▶ _WORK ORDER_:
Out of the records below, copy all lines in which the word "QueryArgs" occurs.

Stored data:
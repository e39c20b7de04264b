use std::fs::File;
use std::io::{self, BufWriter};
use std::process::ExitCode;
use std::sync::Arc;
use std::time::Duration;

use clap::{Args, Parser, Subcommand};
use miette::IntoDiagnostic;
use tracing::warn;
use tracing_subscriber::EnvFilter;

use bcdata::app::{App, Bc2pgOptions, QueryOptions};
use bcdata::catalog::{CatalogCache, CatalogHttpClient, CatalogResolver};
use bcdata::config::{ConfigLoader, Settings};
use bcdata::db::PgDatabase;
use bcdata::error::BcdataError;
use bcdata::loader::{Ogr2OgrLoader, PgConnectionInfo};
use bcdata::output::JsonOutput;
use bcdata::wfs::WfsHttpClient;

#[derive(Parser)]
#[command(name = "bcdata")]
#[command(about = "Fetch layers from the BC government WFS and load them into PostGIS")]
#[command(version, author)]
struct Cli {
    #[arg(long, global = true, help = "JSON config file (defaults to ./bcdata.json when present)")]
    config: Option<String>,

    #[command(subcommand)]
    command: Commands,
}

#[derive(Subcommand)]
enum Commands {
    #[command(about = "List layers published on the WFS")]
    List(ListArgs),
    #[command(about = "Show a layer's feature count and schema")]
    Info(InfoArgs),
    #[command(about = "Write a layer as GeoJSON")]
    Dump(DumpArgs),
    #[command(about = "Load a layer into PostGIS")]
    Bc2pg(Bc2pgArgs),
}

#[derive(Args)]
struct ListArgs {
    #[arg(long, help = "Refetch the catalogue instead of using the cached copy")]
    refresh: bool,
}

#[derive(Args)]
struct InfoArgs {
    dataset: String,

    #[arg(long, conflicts_with = "name", help = "Print only the feature count")]
    count: bool,

    #[arg(long, help = "Print only the object name")]
    name: bool,

    #[arg(long)]
    indent: Option<usize>,
}

#[derive(Args, Clone)]
struct QueryArgs {
    #[arg(long, help = "CQL filter, e.g. \"AIRPORT_NAME LIKE '%Victoria%'\"")]
    query: Option<String>,

    #[arg(long, allow_hyphen_values = true, help = "\"xmin ymin xmax ymax\"")]
    bounds: Option<String>,

    #[arg(long)]
    bounds_crs: Option<String>,

    #[arg(long, help = "Output CRS (default EPSG:3005)")]
    crs: Option<String>,

    #[arg(long)]
    pagesize: Option<u64>,

    #[arg(long, help = "Property to order paged requests by")]
    sortby: Option<String>,
}

impl From<QueryArgs> for QueryOptions {
    fn from(args: QueryArgs) -> Self {
        Self {
            query: args.query,
            bounds: args.bounds,
            bounds_crs: args.bounds_crs,
            crs: args.crs,
            pagesize: args.pagesize,
            sortby: args.sortby,
        }
    }
}

#[derive(Args)]
struct DumpArgs {
    dataset: String,

    #[command(flatten)]
    query: QueryArgs,

    #[arg(long, short = 'o')]
    out_file: Option<String>,

    #[arg(long, help = "Write one feature per line as it arrives")]
    stream: bool,
}

#[derive(Args)]
struct Bc2pgArgs {
    dataset: String,

    #[arg(long, env = "DATABASE_URL", hide_env_values = true)]
    db_url: Option<String>,

    #[command(flatten)]
    query: QueryArgs,

    #[arg(long, short = 'w', help = "Parallel load jobs")]
    workers: Option<usize>,

    #[arg(long, help = "Source field to keep as the primary key")]
    fid: Option<String>,

    #[arg(long, help = "Coordinate dimension, 2 or 3")]
    dim: Option<u8>,

    #[arg(long)]
    schema: Option<String>,

    #[arg(long)]
    table: Option<String>,

    #[arg(long, help = "Seconds before a single page load is killed")]
    timeout: Option<u64>,
}

fn main() -> ExitCode {
    if let Err(report) = run() {
        eprintln!("{report:?}");
        if let Some(error) = report.downcast_ref::<BcdataError>() {
            return ExitCode::from(map_exit_code(error));
        }
        return ExitCode::from(1);
    }
    ExitCode::SUCCESS
}

fn map_exit_code(error: &BcdataError) -> u8 {
    match error {
        BcdataError::NotFound(_)
        | BcdataError::Validation { .. }
        | BcdataError::Configuration(_)
        | BcdataError::ConfigRead(_)
        | BcdataError::ConfigParse(_) => 2,
        BcdataError::Upstream { .. }
        | BcdataError::Http { .. }
        | BcdataError::Decode { .. }
        | BcdataError::Database { .. }
        | BcdataError::LoadJobFailure { .. }
        | BcdataError::MissingTool(_)
        | BcdataError::Timeout(..) => 3,
        BcdataError::PartialFailure { .. } => 4,
        _ => 1,
    }
}

fn run() -> miette::Result<()> {
    tracing_subscriber::fmt()
        .with_env_filter(EnvFilter::from_default_env())
        .with_target(false)
        .with_writer(io::stderr)
        .init();

    let cli = Cli::parse();
    let settings = ConfigLoader::resolve(cli.config.as_deref())?;

    match cli.command {
        Commands::List(args) => run_list(args, settings),
        Commands::Info(args) => run_info(args, settings),
        Commands::Dump(args) => run_dump(args, settings),
        Commands::Bc2pg(args) => run_bc2pg(args, settings),
    }
}

fn build_app(settings: Settings) -> Result<App<CatalogHttpClient, WfsHttpClient>, BcdataError> {
    let cache = match CatalogCache::default_path() {
        Ok(path) => CatalogCache::persistent(path),
        Err(err) => {
            warn!(error = %err, "catalogue cache will not be persisted");
            CatalogCache::in_memory()
        }
    };
    let catalog = CatalogHttpClient::new(&settings.catalog_url, settings.http_timeout)?;
    let wfs = WfsHttpClient::new(&settings.wfs_url, settings.http_timeout)?;
    let resolver = CatalogResolver::new(catalog, Arc::new(cache));
    Ok(App::new(settings, resolver, wfs))
}

fn run_list(args: ListArgs, settings: Settings) -> miette::Result<()> {
    let app = build_app(settings)?;
    let result = app.list(args.refresh)?;
    JsonOutput::print_list(&result).into_diagnostic()?;
    Ok(())
}

fn run_info(args: InfoArgs, settings: Settings) -> miette::Result<()> {
    let app = build_app(settings)?;
    if args.name {
        println!("{}", app.resolve(&args.dataset)?);
        return Ok(());
    }
    if args.count {
        println!("{}", app.count(&args.dataset)?);
        return Ok(());
    }
    let result = app.info(&args.dataset)?;
    JsonOutput::print_info(&result, args.indent).into_diagnostic()?;
    Ok(())
}

fn run_dump(args: DumpArgs, settings: Settings) -> miette::Result<()> {
    let options = QueryOptions::from(args.query);
    options.validate()?;
    let app = build_app(settings)?;
    match &args.out_file {
        Some(path) => {
            let file = File::create(path).into_diagnostic()?;
            let result = app.dump(&args.dataset, &options, args.stream, BufWriter::new(file))?;
            JsonOutput::print_dump(&result).into_diagnostic()?;
        }
        None => {
            let stdout = io::stdout().lock();
            app.dump(&args.dataset, &options, args.stream, BufWriter::new(stdout))?;
        }
    }
    Ok(())
}

fn run_bc2pg(args: Bc2pgArgs, settings: Settings) -> miette::Result<()> {
    let options = QueryOptions::from(args.query);
    options.validate()?;
    let load = Bc2pgOptions {
        schema: args.schema,
        table: args.table,
        workers: args.workers,
        fid: args.fid,
        dim: args.dim,
    };
    load.validate()?;

    let db_url = args
        .db_url
        .or_else(|| settings.database_url.clone())
        .ok_or_else(|| {
            BcdataError::Configuration(
                "no database url: pass --db-url or set DATABASE_URL".to_string(),
            )
        })?;
    let connection = PgConnectionInfo::from_url(&db_url)?;
    let timeout = args
        .timeout
        .map(Duration::from_secs)
        .or(settings.load_timeout);
    let loader = Ogr2OgrLoader::new(settings.ogr2ogr.clone(), &connection, timeout);
    if loader.program().is_none() {
        return Err(BcdataError::MissingTool("ogr2ogr".to_string()).into());
    }
    let db = PgDatabase::connect(&db_url)?;

    let app = build_app(settings)?;
    let report = app.bc2pg(&args.dataset, &options, &load, &loader, &db)?;
    JsonOutput::print_load(&report).into_diagnostic()?;
    Ok(())
}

▶ _YOUR RESPONSE_:
struct QueryArgs {
impl From<QueryArgs> for QueryOptions {
    fn from(args: QueryArgs) -> Self {
    query: QueryArgs,
    query: QueryArgs,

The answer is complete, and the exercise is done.